El sentimiento nacional prevaleció y lo que hemos tenido es, más que unos «Estados Unidos de Europa», aquella «Europa de la Naciones» que preconizaba De Gaulle, pese a todos los intentos de armonización que representaron los tratados de Roma, Maastricht, Niza y Lisboa, no siempre respetados, para mayor inri. Mientras, la comunidad original no hacía más que crecer, primero a seis, luego a doce, luego a quince, hoy con veintisiete miembros, cada vez más distintos y en muy diverso nivel de desarrollo. Era un experimento arriesgado, teniendo en cuenta sobre todo que no se establecían mecanismos adecuados de control y supervisión, lo que abría las puertas a todo tipo de fraudes y subterfugios. Algo que no podía acabar bien y que la crisis ha puesto en evidencia de forma descarnada. Hoy podemos decir que la Unión Europea ha alcanzado su máximo nivel de expansión y que incluso puede haberlo sobrepasado, lo que la pone en peligro, como esas empresas que abren demasiadas sucursales, que amenazan la casa matriz.
Con ser eso mucho, hay todavía algo peor. Me refiero a la segunda de las tendencias desencadenadas por el movimiento pan-europeista: el ansia de libertad de los europeos no se ha limitado a encontrar un marco democrático de convivencia común, sino que se ha ampliado a la recuperación de sus comunidades originarias, con la consiguiente amenaza de fragmentar los Estados tradicionales. Ninguno de ellos se libra del proceso desintegrador en marcha en su seno, con más o menos virulencia, Francia incluida, la más centralista de todos ellos. Dicho en términos españoles: el Estado-nación se ve amenazado por sus «nacionalidades» internas. El último ejemplo acabamos de tenerlo en Bélgica, donde los independentistas flamencos han llegado al poder. Qué harán con él no lo sabemos, pero que no será mantener su país tal como ha venido siendo hasta ahora puede darse por descontado. Con lo que tendremos el sarcasmo de que Bruselas, la «capital de Europa», puede no saber exactamente dónde se encuentra, si en Flandes, en Valonia o en ninguna de las dos.
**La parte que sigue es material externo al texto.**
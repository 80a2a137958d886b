//! Activity density curve.
//!
//! Sparse minute counts are smoothed with a rectangular window of +/-60
//! minutes on the circular day and sampled every 5 minutes. Each count
//! contributes `count / 60` to every timestep within range.

use crate::core::histogram::{ActivityHistogram, MINUTES_PER_DAY};
use serde::{Deserialize, Serialize};

/// Spacing between curve samples in minutes.
pub const TIMESTEP_MINUTES: u32 = 5;

/// Number of samples across one day.
pub const TIMESTEPS_PER_DAY: usize = (MINUTES_PER_DAY / TIMESTEP_MINUTES) as usize;

/// Half-width of the smoothing window in minutes (exclusive).
pub const SMOOTHING_HALF_WIDTH: i64 = 60;

/// Smoothed activity density sampled at every 5-minute timestep.
#[derive(Debug, Clone, PartialEq, Serialize, Deserialize)]
pub struct ActivityCurve {
    /// Density per timestep; index `i` is minute `i * 5`
    densities: Vec<f64>,
}

impl ActivityCurve {
    /// A curve with no activity anywhere.
    pub fn zeros() -> Self {
        Self {
            densities: vec![0.0; TIMESTEPS_PER_DAY],
        }
    }

    /// Build a curve directly from densities (must be one per timestep).
    pub fn from_densities(densities: Vec<f64>) -> Option<Self> {
        if densities.len() != TIMESTEPS_PER_DAY {
            return None;
        }
        Some(Self { densities })
    }

    /// Smooth a histogram into a dense curve.
    pub fn from_histogram(histogram: &ActivityHistogram) -> Self {
        let mut curve = Self::zeros();
        if histogram.is_empty() {
            return curve;
        }

        for (index, density) in curve.densities.iter_mut().enumerate() {
            let timestep = timestep_minute(index) as i64;
            *density = histogram
                .iter()
                .filter(|&(minute, _)| within_window(timestep, minute as i64))
                .map(|(_, count)| count as f64 / SMOOTHING_HALF_WIDTH as f64)
                .sum();
        }

        curve
    }

    /// Density at a timestep given in minutes (rounded down to the sample).
    pub fn density_at(&self, minute: u32) -> f64 {
        let index = ((minute % MINUTES_PER_DAY) / TIMESTEP_MINUTES) as usize;
        self.densities[index]
    }

    /// Raw densities in timestep order.
    pub fn densities(&self) -> &[f64] {
        &self.densities
    }

    /// Ordered `(timestep_minutes, density)` pairs.
    pub fn points(&self) -> Vec<(u32, f64)> {
        self.densities
            .iter()
            .enumerate()
            .map(|(i, &d)| (timestep_minute(i), d))
            .collect()
    }

    /// Whether every timestep has zero density.
    pub fn is_flat(&self) -> bool {
        self.densities.iter().all(|&d| d == 0.0)
    }

    pub fn len(&self) -> usize {
        self.densities.len()
    }

    pub fn is_empty(&self) -> bool {
        self.densities.is_empty()
    }
}

/// Minute of day for a sample index.
pub fn timestep_minute(index: usize) -> u32 {
    index as u32 * TIMESTEP_MINUTES
}

/// Whether `minute` lies strictly within the window around `timestep`,
/// testing the minute and its images one day earlier and later.
fn within_window(timestep: i64, minute: i64) -> bool {
    let day = MINUTES_PER_DAY as i64;
    [minute, minute - day, minute + day]
        .iter()
        .any(|&m| (m - timestep).abs() < SMOOTHING_HALF_WIDTH)
}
Justo lo que le faltaba a Europa. Pues si una crisis, sobre todo de la magnitud de la actual, requiere algo, es unión de esfuerzos, convergencia de medios. Mientras que el rumbo que apuntan las «nacionalidades» es el contrario: dispersión de esfuerzos, divergencia de medios. Es por lo que pienso que, antes que nada, Europa en general y España en particular necesitan tener claro su papel en el mundo actual. Si los Estados-naciones son demasiado pequeños para enfrentarse a los grandes problemas que plantea la presente crisis, de dimensiones planetarias, resulta evidente que las «nacionalidades» podrán aún menos resolverlos. Iría incluso más lejos. Como ya en 1993 advertía Theo Sommer en la revista «Die Zeit», «no todo pequeño pueblo es un pueblo estatal.» Para añadir que «hecho diferencial», sea cultural o étnico, «no es igual a nacionalidad.» Es decir, que si nos organizamos según el patrón de nuestras diferencias, iremos hacia atrás, en vez de hacia adelante, y Europa se convertirá en una auténtica olla de grillos, ya que «hechos diferenciales» hay en ella todos los que se quieran, y más. Una advertencia que podríamos habernos aplicado los españoles para evitar buena parte de los problemas que hoy nos aquejan.

¿Lo va a entender y aplicar la Europa de 2010? No lo sé. Lo único que sé es que de ello dependerá que Europa siga siendo protagonista de la Historia o solo Historia.